● YOUR ASSIGNMENT
For each line below that contains the string "Result", copy that line.

+++

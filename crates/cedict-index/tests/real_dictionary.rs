use std::env;
use std::path::PathBuf;

use cedict_index::{BuildOptions, IndexStats, LoadMode, SourceText, build_index};
use cedict_types::LineEnding;

fn data_dir() -> Option<PathBuf> {
    env::var("CEDICT_DATA_DIR").ok().map(PathBuf::from)
}

#[test]
fn indexes_english_cedict() {
    let Some(dir) = data_dir() else {
        eprintln!("skipping: CEDICT_DATA_DIR not set");
        return;
    };
    let dictionary =
        SourceText::load(dir.join("cedict_en.u8"), LoadMode::Mmap).expect("load cedict_en.u8");
    let ids = SourceText::load(dir.join("char_en.txt"), LoadMode::Mmap).expect("load char_en.txt");
    let options = BuildOptions {
        header_lines: 30,
        line_ending: LineEnding::Crlf,
        ..BuildOptions::default()
    };
    let entries = build_index(&dictionary, &ids, &options).expect("build index");
    let stats = IndexStats::from_entries(&entries);

    assert!(stats.entries > 10_000, "index too small: {stats}");
    assert!(stats.entries_with_refs > 1_000, "too few decomposition refs: {stats}");
    assert!(entries.iter().any(|e| e.headword == "好"));
}
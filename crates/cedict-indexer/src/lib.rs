//! Command implementations behind the `cedict-indexer` binary.

pub mod commands;
pub mod config;
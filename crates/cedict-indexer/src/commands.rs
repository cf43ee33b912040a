use std::path::Path;
use std::time::Instant;

use anyhow::{Context, Result, bail};
use cedict_index::{IndexStats, LoadMode, SourceText, build_index, write_index};
use cedict_lookup::Lookup;
use serde::Serialize;
use tracing::info;

use crate::config::{BuildJob, PRESETS, Preset, preset};

/// Build one index and write it atomically to `job.output`.
pub fn build(job: &BuildJob) -> Result<IndexStats> {
    let start = Instant::now();
    let dictionary = load(&job.dictionary, job.load_mode)?;
    let decomposition = load(&job.decomposition, job.load_mode)?;
    let options = job.options(dictionary.text());
    info!(
        "building {} from {} ({}, {} header lines, {:?})",
        job.output.display(),
        dictionary.name(),
        options.line_ending,
        options.header_lines,
        options.policy
    );

    let entries = build_index(&dictionary, &decomposition, &options)?;
    write_index(&job.output, &entries)?;

    let stats = IndexStats::from_entries(&entries);
    info!("{stats}");
    info!(
        "wrote {} in {} ms",
        job.output.display(),
        start.elapsed().as_millis()
    );
    Ok(stats)
}

/// Build the named presets from `data_dir`, or every preset when `names` is empty.
pub fn build_presets(
    data_dir: &Path,
    names: &[String],
    load_mode: LoadMode,
) -> Result<Vec<(&'static str, IndexStats)>> {
    let selected: Vec<&Preset> = if names.is_empty() {
        PRESETS.iter().collect()
    } else {
        names
            .iter()
            .map(|name| {
                preset(name).with_context(|| {
                    let known: Vec<&str> = PRESETS.iter().map(|p| p.name).collect();
                    format!("unknown preset `{name}` (known: {})", known.join(", "))
                })
            })
            .collect::<Result<_>>()?
    };

    info!("data directory: {}", data_dir.display());
    let mut built = Vec::with_capacity(selected.len());
    for preset in selected {
        let stats = build(&preset.job(data_dir, load_mode))
            .with_context(|| format!("building preset `{}`", preset.name))?;
        built.push((preset.name, stats));
    }
    Ok(built)
}

/// Check that two index files agree; returns the number of lines compared.
pub fn compare(left: &Path, right: &Path, load_mode: LoadMode) -> Result<usize> {
    let left = load(left, load_mode)?;
    let right = load(right, load_mode)?;
    Ok(cedict_index::compare(&left, &right)?)
}

#[derive(Clone, Debug, Eq, PartialEq, Serialize)]
pub struct EntryReport {
    pub traditional: String,
    pub simplified: String,
    pub pinyin: String,
    pub definitions: Vec<String>,
}

/// Owned, serializable form of a lookup.
#[derive(Clone, Debug, Eq, PartialEq, Serialize)]
pub struct LookupReport {
    pub headword: String,
    pub entries: Vec<EntryReport>,
    pub decompositions: Vec<String>,
    pub skipped: usize,
}

impl LookupReport {
    pub fn render(&self) -> String {
        let mut out = format!("{}\n", self.headword);
        for entry in &self.entries {
            out.push_str(&format!(
                "  {} {} [{}]\n",
                entry.traditional, entry.simplified, entry.pinyin
            ));
            for definition in &entry.definitions {
                out.push_str(&format!("    - {definition}\n"));
            }
        }
        for record in &self.decompositions {
            out.push_str(&format!("  ids: {record}\n"));
        }
        if self.skipped > 0 {
            out.push_str(&format!("  ({} unreadable dictionary lines)\n", self.skipped));
        }
        out
    }
}

pub struct LookupPaths<'a> {
    pub index: &'a Path,
    pub dictionary: &'a Path,
    pub decomposition: &'a Path,
}

/// Resolve `word` through an index. Fails when the index has no line for it.
pub fn lookup(paths: &LookupPaths<'_>, word: &str, load_mode: LoadMode) -> Result<LookupReport> {
    let index = load(paths.index, load_mode)?;
    let dictionary = load(paths.dictionary, load_mode)?;
    let decomposition = load(paths.decomposition, load_mode)?;

    let lookup = Lookup::new(index.text(), dictionary.text(), decomposition.text());
    let Some(found) = lookup.entries_for(word) else {
        bail!("`{word}` is not in {}", index.name());
    };

    Ok(LookupReport {
        headword: found.headword.to_string(),
        entries: found
            .entries
            .into_iter()
            .map(|entry| EntryReport {
                traditional: entry.traditional.to_string(),
                simplified: entry.simplified.to_string(),
                pinyin: entry.pinyin.to_string(),
                definitions: entry.definitions.into_iter().map(str::to_string).collect(),
            })
            .collect(),
        decompositions: found.decompositions.into_iter().map(str::to_string).collect(),
        skipped: found.skipped,
    })
}

fn load(path: &Path, mode: LoadMode) -> Result<SourceText> {
    SourceText::load(path, mode).with_context(|| format!("loading {}", path.display()))
}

+++

● ANSWER TO THIS PROBLEM
use anyhow::{Context, Result, bail};
pub fn build(job: &BuildJob) -> Result<IndexStats> {
) -> Result<Vec<(&'static str, IndexStats)>> {
            .collect::<Result<_>>()?
pub fn compare(left: &Path, right: &Path, load_mode: LoadMode) -> Result<usize> {
pub fn lookup(paths: &LookupPaths<'_>, word: &str, load_mode: LoadMode) -> Result<LookupReport> {
fn load(path: &Path, mode: LoadMode) -> Result<SourceText> {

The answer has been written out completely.